* **WORK TO COMPLETE**: Find the lines below that contain the word "TokenClaims" and count them. Only the number should be given.

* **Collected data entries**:
◆ ◆ ◆ ◆ ◆ ◆ ◆

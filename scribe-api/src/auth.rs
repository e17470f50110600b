//! The two-tier authentication lifecycle.
//!
//! [`AuthClient::register`] exchanges an operator-entered one-time code for
//! the long-lived device token (once per install). Thereafter,
//! [`AuthClient::ensure_valid_token`] keeps a fresh short-lived user token
//! on disk and hands out [`HttpContext`] snapshots for API calls.
//!
//! Freshness is judged by the token's embedded expiry claim, not by
//! observing a 401: renewing inside a safety margin prevents tokens from
//! expiring mid-request. An unparseable user token is treated the same as
//! an expired one.

use std::{
    sync::RwLock,
    time::{Duration, SystemTime},
};

use reqwest::Url;
use tracing::{debug, info, instrument};

use crate::{
    claims::TokenClaims,
    error::Error,
    models::TokenBundle,
    rest::RestClient,
    token_store::TokenStore,
};

/// Renew the user token when its remaining lifetime drops below this.
pub const REFRESH_BUFFER: Duration = Duration::from_secs(5 * 60);

/// Fixed per-install device descriptor presented at registration.
pub const DEVICE_DESC: &str = "desktop-linux";

const DEVICE_TOKEN_PATH: &str = "/token/json/2/device/new";
const USER_TOKEN_PATH: &str = "/token/json/2/user/new";

/// Snapshot of everything [`crate::RemoteClient`] needs to authenticate one
/// request. Re-read after every [`AuthClient::ensure_valid_token`] call;
/// never cached across calls.
#[derive(Clone, Debug)]
pub struct HttpContext {
    pub bearer: String,
}

pub struct AuthClient {
    store: TokenStore,
    rest: RestClient,
    auth_base: Url,
    /// Serializes the read-check-renew-persist critical section.
    //
    // A tokio async Mutex, intentionally: the critical section spans the
    // renewal HTTP call, and holding a blocking Mutex across an await point
    // would stall every task on the runtime.
    refresh_lock: tokio::sync::Mutex<()>,
    /// Latest context handed out, for [`Self::http_context`] readers.
    ctx: RwLock<Option<HttpContext>>,
}

#[derive(serde::Serialize)]
#[serde(rename_all = "camelCase")]
struct RegisterRequest<'a> {
    code: &'a str,
    device_desc: &'a str,
    device_id: String,
}

impl AuthClient {
    pub fn new(
        store: TokenStore,
        rest: RestClient,
        auth_base: Url,
    ) -> Self {
        Self {
            store,
            rest,
            auth_base,
            refresh_lock: tokio::sync::Mutex::new(()),
            ctx: RwLock::new(None),
        }
    }

    /// Exchange an 8-character one-time code for a device token and persist
    /// it. Must run before any other authenticated call.
    #[instrument(skip_all, name = "(auth-register)")]
    pub async fn register(&self, one_time_code: &str) -> Result<(), Error> {
        let code = one_time_code.trim();
        if code.len() != 8 || !code.chars().all(|c| c.is_ascii_alphanumeric())
        {
            return Err(Error::InvalidInput(format!(
                "one-time code must be 8 alphanumeric characters, got {:?}",
                one_time_code
            )));
        }

        let request = RegisterRequest {
            code,
            device_desc: DEVICE_DESC,
            device_id: uuid::Uuid::new_v4().to_string(),
        };
        let url = self.endpoint(DEVICE_TOKEN_PATH);
        let resp = self
            .rest
            .send(self.rest.client().post(url).json(&request))
            .await?;
        let device_token = resp
            .text()
            .await
            .map_err(|e| Error::transport("reading device token", e))?;
        if device_token.trim().is_empty() {
            return Err(Error::Rejected(
                "registration returned an empty device token".into(),
            ));
        }

        self.store.save(&TokenBundle {
            device_token: device_token.trim().to_owned(),
            user_token: None,
        })?;
        info!("Device registered; credentials stored");
        Ok(())
    }

    /// Guarantee a user token valid for at least [`REFRESH_BUFFER`] from
    /// now, renewing (and persisting) if needed.
    ///
    /// Callable from any task. All callers racing through an expired window
    /// serialize on the refresh lock: the first renews, the rest find the
    /// fresh bundle on disk and return it, so exactly one renewal request
    /// is made.
    pub async fn ensure_valid_token(&self) -> Result<HttpContext, Error> {
        let _guard = self.refresh_lock.lock().await;

        // Always re-load through the store; never trust an in-memory copy.
        let bundle = self.store.load()?.ok_or_else(|| {
            Error::Auth("not registered; run `scribe auth` first".into())
        })?;

        let now = SystemTime::now();
        if let Some(user_token) = bundle.user_token.as_deref() {
            // Parse failure or a missing exp claim reads as "expired".
            let expiry = TokenClaims::parse_unverified(user_token)
                .ok()
                .and_then(|claims| claims.expiry());
            match expiry {
                Some(expiry) if !token_needs_refresh(now, expiry) =>
                    return Ok(self.publish_ctx(user_token)),
                Some(_) => debug!("User token inside refresh buffer"),
                None => debug!("User token unparseable; renewing"),
            }
        }

        let user_token = self.renew_user_token(&bundle.device_token).await?;
        self.store.save(&TokenBundle {
            device_token: bundle.device_token,
            user_token: Some(user_token.clone()),
        })?;
        info!("User token renewed");
        Ok(self.publish_ctx(&user_token))
    }

    /// Whether a device token is on disk. Does not prove the cloud still
    /// accepts it.
    pub fn is_authenticated(&self) -> bool {
        matches!(self.store.load(), Ok(Some(b)) if !b.device_token.is_empty())
    }

    /// The most recently published context, if any call succeeded yet.
    pub fn http_context(&self) -> Option<HttpContext> {
        self.ctx.read().expect("ctx lock poisoned").clone()
    }

    /// Present the device token to the renewal endpoint.
    ///
    /// The device token is never predictively refreshed: it carries no
    /// expiry claim, and a persistent rejection here surfaces verbatim as
    /// [`Error::Auth`] rather than triggering re-registration.
    async fn renew_user_token(
        &self,
        device_token: &str,
    ) -> Result<String, Error> {
        let url = self.endpoint(USER_TOKEN_PATH);
        let resp = self
            .rest
            .send(self.rest.client().post(url).bearer_auth(device_token))
            .await?;
        let user_token = resp
            .text()
            .await
            .map_err(|e| Error::transport("reading user token", e))?;
        if user_token.trim().is_empty() {
            return Err(Error::Rejected(
                "renewal returned an empty user token".into(),
            ));
        }
        Ok(user_token.trim().to_owned())
    }

    fn publish_ctx(&self, user_token: &str) -> HttpContext {
        let ctx = HttpContext {
            bearer: user_token.to_owned(),
        };
        *self.ctx.write().expect("ctx lock poisoned") = Some(ctx.clone());
        ctx
    }

    fn endpoint(&self, path: &str) -> String {
        format!("{}{path}", self.auth_base.as_str().trim_end_matches('/'))
    }
}

/// `true` if the token is expired or expires within [`REFRESH_BUFFER`].
#[inline]
pub fn token_needs_refresh(now: SystemTime, expiry: SystemTime) -> bool {
    now + REFRESH_BUFFER >= expiry
}

#[cfg(test)]
mod test {
    use std::{
        net::SocketAddr,
        sync::{
            atomic::{AtomicUsize, Ordering},
            Arc,
        },
    };

    use axum::{extract::State, routing::post, Router};

    use super::*;
    use crate::claims;

    #[test]
    fn refresh_buffer_boundaries() {
        let now = SystemTime::UNIX_EPOCH + Duration::from_secs(1_000_000);
        // Expiring in 2 minutes: refresh.
        assert!(token_needs_refresh(now, now + Duration::from_secs(120)));
        // Expiring exactly at the buffer edge: refresh.
        assert!(token_needs_refresh(now, now + REFRESH_BUFFER));
        // Expiring in 3 hours: fresh.
        assert!(!token_needs_refresh(now, now + Duration::from_secs(3 * 3600)));
        // Already expired: refresh.
        assert!(token_needs_refresh(now, now - Duration::from_secs(1)));
    }

    struct MockCloud {
        refresh_calls: AtomicUsize,
        register_calls: AtomicUsize,
    }

    /// Serve the two token endpoints on an ephemeral port.
    async fn spawn_mock_cloud() -> (Arc<MockCloud>, SocketAddr) {
        let cloud = Arc::new(MockCloud {
            refresh_calls: AtomicUsize::new(0),
            register_calls: AtomicUsize::new(0),
        });

        async fn device_new(State(cloud): State<Arc<MockCloud>>) -> String {
            cloud.register_calls.fetch_add(1, Ordering::SeqCst);
            claims::fake_token(r#"{"iss":"cloud"}"#)
        }
        async fn user_new(State(cloud): State<Arc<MockCloud>>) -> String {
            cloud.refresh_calls.fetch_add(1, Ordering::SeqCst);
            let exp = SystemTime::now()
                .duration_since(SystemTime::UNIX_EPOCH)
                .unwrap()
                .as_secs()
                + 3 * 3600;
            claims::fake_token(&format!(r#"{{"exp":{exp},"sync-version":3}}"#))
        }

        let app = Router::new()
            .route("/token/json/2/device/new", post(device_new))
            .route("/token/json/2/user/new", post(user_new))
            .with_state(Arc::clone(&cloud));
        let listener =
            tokio::net::TcpListener::bind("127.0.0.1:0").await.unwrap();
        let addr = listener.local_addr().unwrap();
        tokio::spawn(async move {
            axum::serve(listener, app).await.unwrap();
        });
        (cloud, addr)
    }

    fn auth_client(dir: &tempfile::TempDir, addr: SocketAddr) -> AuthClient {
        scribe_logger::init_for_testing();
        let store = TokenStore::new(dir.path().join("token.json"));
        let rest = RestClient::new("scribe-test", None);
        let base: Url = format!("http://{addr}").parse().unwrap();
        AuthClient::new(store, rest, base)
    }

    #[tokio::test(flavor = "multi_thread")]
    async fn cold_start_register_then_ensure() {
        let (cloud, addr) = spawn_mock_cloud().await;
        let dir = tempfile::tempdir().unwrap();
        let auth = auth_client(&dir, addr);

        assert!(!auth.is_authenticated());
        auth.register("abcd1234").await.unwrap();
        assert!(auth.is_authenticated());
        assert_eq!(cloud.register_calls.load(Ordering::SeqCst), 1);

        let ctx = auth.ensure_valid_token().await.unwrap();
        assert_eq!(cloud.refresh_calls.load(Ordering::SeqCst), 1);

        // The renewed token is persisted and satisfies the freshness bound.
        let bundle =
            TokenStore::new(dir.path().join("token.json")).load().unwrap();
        let user_token = bundle.unwrap().user_token.unwrap();
        assert_eq!(user_token, ctx.bearer);
        let expiry = TokenClaims::parse_unverified(&user_token)
            .unwrap()
            .expiry()
            .unwrap();
        let min_expiry = SystemTime::now()
            + Duration::from_secs(2 * 3600 + 55 * 60);
        assert!(expiry >= min_expiry);
    }

    #[tokio::test(flavor = "multi_thread")]
    async fn malformed_code_is_rejected_locally() {
        let (cloud, addr) = spawn_mock_cloud().await;
        let dir = tempfile::tempdir().unwrap();
        let auth = auth_client(&dir, addr);

        for bad in ["", "short", "waytoolongcode", "abc 1234"] {
            let err = auth.register(bad).await.unwrap_err();
            assert_eq!(err.kind(), crate::ErrorKind::InvalidInput);
        }
        assert_eq!(cloud.register_calls.load(Ordering::SeqCst), 0);
    }

    /// Two concurrent callers inside the expiry window produce exactly one
    /// renewal request, and both observe the same refreshed token.
    #[tokio::test(flavor = "multi_thread")]
    async fn refresh_race_single_flight() {
        let (cloud, addr) = spawn_mock_cloud().await;
        let dir = tempfile::tempdir().unwrap();
        let auth = Arc::new(auth_client(&dir, addr));

        // Seed a bundle whose user token expires in 2 minutes.
        let exp = SystemTime::now()
            .duration_since(SystemTime::UNIX_EPOCH)
            .unwrap()
            .as_secs()
            + 120;
        let stale = claims::fake_token(&format!(r#"{{"exp":{exp}}}"#));
        TokenStore::new(dir.path().join("token.json"))
            .save(&TokenBundle {
                device_token: "device.jwt.sig".into(),
                user_token: Some(stale.clone()),
            })
            .unwrap();

        let (a, b) = tokio::join!(
            {
                let auth = Arc::clone(&auth);
                async move { auth.ensure_valid_token().await }
            },
            {
                let auth = Arc::clone(&auth);
                async move { auth.ensure_valid_token().await }
            },
        );
        let (a, b) = (a.unwrap(), b.unwrap());

        assert_eq!(cloud.refresh_calls.load(Ordering::SeqCst), 1);
        assert_eq!(a.bearer, b.bearer);
        assert_ne!(a.bearer, stale);
    }

    #[tokio::test(flavor = "multi_thread")]
    async fn fresh_token_is_not_renewed() {
        let (cloud, addr) = spawn_mock_cloud().await;
        let dir = tempfile::tempdir().unwrap();
        let auth = auth_client(&dir, addr);

        let exp = SystemTime::now()
            .duration_since(SystemTime::UNIX_EPOCH)
            .unwrap()
            .as_secs()
            + 3 * 3600;
        let fresh = claims::fake_token(&format!(r#"{{"exp":{exp}}}"#));
        TokenStore::new(dir.path().join("token.json"))
            .save(&TokenBundle {
                device_token: "device.jwt.sig".into(),
                user_token: Some(fresh.clone()),
            })
            .unwrap();

        let ctx = auth.ensure_valid_token().await.unwrap();
        assert_eq!(ctx.bearer, fresh);
        assert_eq!(cloud.refresh_calls.load(Ordering::SeqCst), 0);
    }

    #[tokio::test(flavor = "multi_thread")]
    async fn unparseable_user_token_forces_renewal() {
        let (cloud, addr) = spawn_mock_cloud().await;
        let dir = tempfile::tempdir().unwrap();
        let auth = auth_client(&dir, addr);

        TokenStore::new(dir.path().join("token.json"))
            .save(&TokenBundle {
                device_token: "device.jwt.sig".into(),
                user_token: Some("not-a-jwt".into()),
            })
            .unwrap();

        auth.ensure_valid_token().await.unwrap();
        assert_eq!(cloud.refresh_calls.load(Ordering::SeqCst), 1);
    }

    #[tokio::test(flavor = "multi_thread")]
    async fn unregistered_ensure_is_an_auth_error() {
        let (_cloud, addr) = spawn_mock_cloud().await;
        let dir = tempfile::tempdir().unwrap();
        let auth = auth_client(&dir, addr);

        let err = auth.ensure_valid_token().await.unwrap_err();
        assert_eq!(err.kind(), crate::ErrorKind::Auth);
    }
}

◆ ◆ ◆ ◆ ◆ ◆ ◆

* **EXPECTED ANSWER**: 3